I might be feeling a little nostalgic because this term, if all goes according to plan, I will complete my BA English degree and with marks sufficient to enter further study! I’ve been thinking about what I thought studying English Literature would be like, and what I expected to learn. When I enrolled in the program I knew very little about English literature and soon found I knew absolutely nothing about English Studies. For me, as you become immersed in a discipline what you don’t know usually becomes apparent fairly quickly. It can feel a little uncomfortable and even a bit disorienting while trying to learn. There were days when I wondered how I was going to get on in a degree program where intellectual expression and academic attainment have such a high standard and I often felt inadequate for the task. Yet in the 2013 exams I earned first class marks, and find that the challenges of academic work are entirely a pleasure. I expected earning a degree to be a lot of work, and it is. I did not expect the work to be so much fun and to completely change my way of experiencing the world.
Here we are at the edge of the wilderness putting together my study plan for my new courses. Jelly Bean and I like to sit on the screened in porch to read and study. She can watch the meadow while the breeze tickles her nose and I muster my digital resources. So far we have only seen several doe with their fawns ambling by. The fawns are quite small, only about Jelly Bean’s size. Surprisingly the deer and my collie dog are mutually disinterested. The meadow grass must be too sweet and my dog is to comfortable snuggled up beside me while I work.
I have been working on my strategic and tactical study plan for these next four courses. What does that mean, exactly? Well, I want to be sure to accomplish personal and professional goals and also pass my courses with higher marks than my 2013 results. That’s the strategic part. I also want monitor weekly and monthly progress through each module, and be certain to master things like jargon and details specific to individual courses. That’s the tactical component.

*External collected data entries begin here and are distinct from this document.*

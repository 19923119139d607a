//! Serial-to-WebSocket bridge for the door occupancy controller.
//!
//! Run with: cargo run -p presence-bridge-server -- --device /dev/ttyACM0
//!
//! Then connect a WebSocket client to ws://localhost:8080.

mod config;

use std::sync::Arc;

use anyhow::Context;
use clap::Parser;
use presence_bridge_core::{ClientRegistry, Relay};
use presence_bridge_transport::create_ws_router;
use tracing_subscriber::{layer::SubscriberExt, util::SubscriberInitExt};

use crate::config::Args;

#[tokio::main]
async fn main() -> anyhow::Result<()> {
    // Initialize tracing
    tracing_subscriber::registry()
        .with(tracing_subscriber::fmt::layer())
        .with(
            tracing_subscriber::EnvFilter::try_from_default_env()
                .unwrap_or_else(|_| "info".into()),
        )
        .init();

    let args = Args::parse();

    if args.list_ports {
        for port in presence_bridge_serial::available_ports()? {
            println!("{}\t{:?}", port.port_name, port.port_type);
        }
        return Ok(());
    }

    // No relay is possible without the device
    let (device, lines) = presence_bridge_serial::open(&args.serial_config())
        .inspect_err(|e| tracing::error!("Error opening serial port: {e}"))?;

    let relay = Arc::new(Relay::new(
        device,
        Arc::new(ClientRegistry::new()),
        args.initial_max,
    ));
    let forwarder = Arc::clone(&relay).spawn_device_forwarder(lines);

    let addr = args.listen_addr();
    let listener = tokio::net::TcpListener::bind(addr)
        .await
        .with_context(|| format!("failed to bind {addr}"))?;
    tracing::info!(
        initial_max = args.initial_max,
        "WebSocket server running on ws://{addr}"
    );

    axum::serve(listener, create_ws_router(relay))
        .with_graceful_shutdown(shutdown_signal())
        .await
        .context("server error")?;

    forwarder.abort();
    Ok(())
}

async fn shutdown_signal() {
    #[cfg(unix)]
    let terminate = async {
        match tokio::signal::unix::signal(tokio::signal::unix::SignalKind::terminate()) {
            Ok(mut sigterm) => {
                sigterm.recv().await;
            }
            Err(e) => {
                tracing::warn!("Failed to install SIGTERM handler: {e}");
                std::future::pending::<()>().await;
            }
        }
    };

    #[cfg(not(unix))]
    let terminate = std::future::pending::<()>();

    tokio::select! {
        _ = tokio::signal::ctrl_c() => {},
        () = terminate => {},
    }

    tracing::info!("Shutting down");
}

It’s been a busy week, with another trip to the edge of the Everglades. Business travel and competing responsibilities sometimes encroach on my precious study time. The year ahead looks like it is getting a bit busier professionally. Although it would be absolutely fabulous to have only my classes to concentrate on in the last year of my degree it is helpful to look ahead and plan how professional or personal interests might intersect with studying. I’ll be spending more time in the library for my work projects, which is a very helpful coincidence. I will also be doing a lot more writing professionally which is a welcome way to develop writing skills. But doing more does not necessarily mean doing it all well or that doing more work will be a pleasant experience.
There is an old adage in the restaurant industry that goes something like this: You might think you have been in the restaurant business for 20 years, but in reality you have been in business for one year and then repeated the same mistakes for the next 19.’ When I set out to make a new study plan, or begin a long and complicated project, that admonition is valuable to consider. Finding a tool to help with organization, efficiency, and revision seemed like a really good idea.